If you’re an NFL team looking to add playmakers to your offense, there will be plenty of options in the 2023 draft. The running back, wide receiver and tight end positions are all pretty deep, and there are some special prospects atop each position group.
But where could some of these players fit best in the NFL? I picked out ideal landing spots for 15 of the best offensive skill prospects, factoring in skill sets, scheme, team needs and value in this draft. All of these players are likely to come off the board somewhere in the first three rounds. Which teams make the most sense for Bijan Robinson, Jaxon Smith-Njigba, Zay Flowers, Michael Mayer and other potential future stars?
Height: 5-foot-11 | Weight: 215
Where the Falcons could get him: Round 1 (No. 8 overall)
Why he fits: Robinson is one of the best overall prospects in the 2023 class, and I wouldn’t argue if some teams had him graded out as the No. 1 guy on the board based on his outstanding tape. We know he doesn’t play a premium position in terms of draft value, so it’s still very much up in the air where he actually gets picked. And maybe No. 8 ends up being too high. But I really like the fit for Robinson as the lead back in Arthur Smith’s offense.
I see him as an all-purpose playmaker — a prospect who can produce in any game situation. Simply put, he has all the traits, and it showed in his 1,580 rushing yards and 18 TDs on the ground last season at Texas. No other team ran as much as the Falcons last season (51.1% of offensive plays), so Robinson would see consistent volume in their zone-blocking schemes, while also upgrading the pass game for second-year quarterback Desmond Ridder as a versatile target.
Height: 5-foot-9 | Weight: 199
Where the Patriots could get him: Round 2 (No. 46 overall)
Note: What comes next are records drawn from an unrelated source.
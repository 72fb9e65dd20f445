use std::cell::RefCell;
use std::rc::Rc;
use std::sync::Arc;

use lsp_types::{CompletionItem, CompletionItemKind, CompletionList, FoldingRange, Hover, Position};
use parking_lot::Mutex;
use tessera_bridge::participants::{CompletionParticipant, ExpansionProvider, ParticipantContext};
use tessera_bridge::service::{CompletionOptions, EmbeddedLanguageService};
use tessera_bridge::{ServiceError, ServiceResult, TemplateLanguage};
use tessera_core::{TemplateRegion, TextDocument};

/// Host file containing every test template.
pub const HOST_FILE: &str = "component.ts";

/// Host-file offset at which every test template starts.
pub const HOST_OFFSET: usize = 100;

/// A template fixture: the virtual document plus its host-file context.
pub struct Template {
    pub document: TextDocument,
    pub region: TemplateRegion,
}

pub fn template(language: TemplateLanguage, text: &str) -> Template {
    Template {
        document: TextDocument::new(
            format!("untitled://embedded/template.{language}"),
            language.as_str(),
            1,
            text,
        ),
        region: TemplateRegion::new(HOST_FILE, HOST_OFFSET, text),
    }
}

pub fn item(label: &str, kind: CompletionItemKind) -> CompletionItem {
    CompletionItem {
        label: label.to_owned(),
        kind: Some(kind),
        ..CompletionItem::default()
    }
}

pub fn list(items: Vec<CompletionItem>) -> CompletionList {
    CompletionList {
        is_incomplete: false,
        items,
    }
}

/// Every call the adapters made into a [`ScriptedService`].
#[derive(Debug, Default)]
pub struct CallLog {
    pub parse: usize,
    pub completions: usize,
    pub hover: usize,
    pub folding_ranges: usize,
    pub participant_sets: usize,
    /// The `options` argument of each completion call, in order.
    pub completion_options: Vec<Option<CompletionOptions>>,
}

/// An embedded service that replays scripted results and records the calls
/// made against it. Completion calls fire the installed participants the way
/// a real service does while computing its own items.
pub struct ScriptedService {
    language: TemplateLanguage,
    completions: CompletionList,
    hover: Option<Hover>,
    folding: Vec<FoldingRange>,
    parse_error: Option<&'static str>,
    participants: Vec<Arc<dyn CompletionParticipant>>,
    log: Rc<RefCell<CallLog>>,
}

impl ScriptedService {
    pub fn new(language: TemplateLanguage) -> Self {
        Self {
            language,
            completions: CompletionList::default(),
            hover: None,
            folding: Vec::new(),
            parse_error: None,
            participants: Vec::new(),
            log: Rc::new(RefCell::new(CallLog::default())),
        }
    }

    pub fn with_completions(mut self, completions: CompletionList) -> Self {
        self.completions = completions;
        self
    }

    pub fn with_hover(mut self, hover: Hover) -> Self {
        self.hover = Some(hover);
        self
    }

    pub fn with_folding(mut self, folding: Vec<FoldingRange>) -> Self {
        self.folding = folding;
        self
    }

    pub fn failing_parse(mut self, message: &'static str) -> Self {
        self.parse_error = Some(message);
        self
    }

    /// Shared handle onto the call log; take it before the service moves
    /// into a mode.
    pub fn log(&self) -> Rc<RefCell<CallLog>> {
        Rc::clone(&self.log)
    }
}

pub struct ParsedTemplate;

impl EmbeddedLanguageService for ScriptedService {
    type Model = ParsedTemplate;

    fn parse(&self, _document: &TextDocument) -> ServiceResult<ParsedTemplate> {
        self.log.borrow_mut().parse += 1;
        match self.parse_error {
            Some(message) => Err(ServiceError::new(message)),
            None => Ok(ParsedTemplate),
        }
    }

    fn completions(
        &self,
        document: &TextDocument,
        position: Position,
        _model: &ParsedTemplate,
        options: Option<&CompletionOptions>,
    ) -> ServiceResult<CompletionList> {
        {
            let mut log = self.log.borrow_mut();
            log.completions += 1;
            log.completion_options.push(options.copied());
        }

        let cx = ParticipantContext { document, position };
        for participant in &self.participants {
            match self.language {
                TemplateLanguage::Html => participant.on_content(&cx),
                TemplateLanguage::Css => participant.on_property(&cx),
            }
        }

        Ok(self.completions.clone())
    }

    fn hover(
        &self,
        _document: &TextDocument,
        _position: Position,
        _model: &ParsedTemplate,
    ) -> ServiceResult<Option<Hover>> {
        self.log.borrow_mut().hover += 1;
        Ok(self.hover.clone())
    }

    fn folding_ranges(&self, _document: &TextDocument) -> ServiceResult<Vec<FoldingRange>> {
        self.log.borrow_mut().folding_ranges += 1;
        Ok(self.folding.clone())
    }

    fn set_completion_participants(&mut self, participants: Vec<Arc<dyn CompletionParticipant>>) {
        self.log.borrow_mut().participant_sets += 1;
        self.participants = participants;
    }
}

/// An expansion provider replaying a fixed item set and recording each query
/// it receives.
pub struct ScriptedExpansions {
    items: Vec<CompletionItem>,
    pub calls: Mutex<Vec<(TemplateLanguage, Position)>>,
}

impl ScriptedExpansions {
    pub fn new(items: Vec<CompletionItem>) -> Arc<Self> {
        Arc::new(Self {
            items,
            calls: Mutex::new(Vec::new()),
        })
    }

    pub fn none() -> Arc<Self> {
        Self::new(Vec::new())
    }
}

impl ExpansionProvider for ScriptedExpansions {
    fn expansions(
        &self,
        _document: &TextDocument,
        position: Position,
        language: TemplateLanguage,
    ) -> Vec<CompletionItem> {
        self.calls.lock().push((language, position));
        self.items.clone()
    }
}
Why he fits: The Patriots have depth in the running back room with Rhamondre Stevenson, James Robinson and 2022 fourth-round pick Pierre Strong Jr. Even so, I like Gibbs here because he has a dynamic skill set that would add a playmaking element which is currently missing at the position in New England. With his 4.36 speed and formation flexibility to upgrade the pass game for new coordinator Bill O’Brien, I see Gibbs as an offensive asset for the Patriots. He can pick up big chunks on perimeter run schemes or backfield releases to give quarterback Mac Jones leveled reads.
Plus, I’d love to see Gibbs flexed outside to run unders and screens for the Pats after he caught 44 passes at Alabama in 2022. He has home-run juice, too, breaking free for 25 rushes for 10 or more yards last season. The Patriots need a jolt of speed on this side of the ball.
Height: 5-foot-9 | Weight: 188
College: Texas A&M
Where the Bengals can get him: Round 3 (No. 92 overall)
Why he fits: With Samaje Perine singing in Denver and Joe Mixon‘s future with the team a little cloudy at this point, Achane fits in the Bengals’ run game due to his traits and play style. The speed pops here on tape. Achane ran a 4.32-second 40-yard dash at the combine, and he plays big despite his smaller frame. He’s decisive and determined in downhill schemes, with the perimeter ability to bounce the ball to daylight. Achane averaged 5.6 yards per carry last season. And the receiving skills are there, too — he brought down 36 catches and scored three receiving TDs in 2022.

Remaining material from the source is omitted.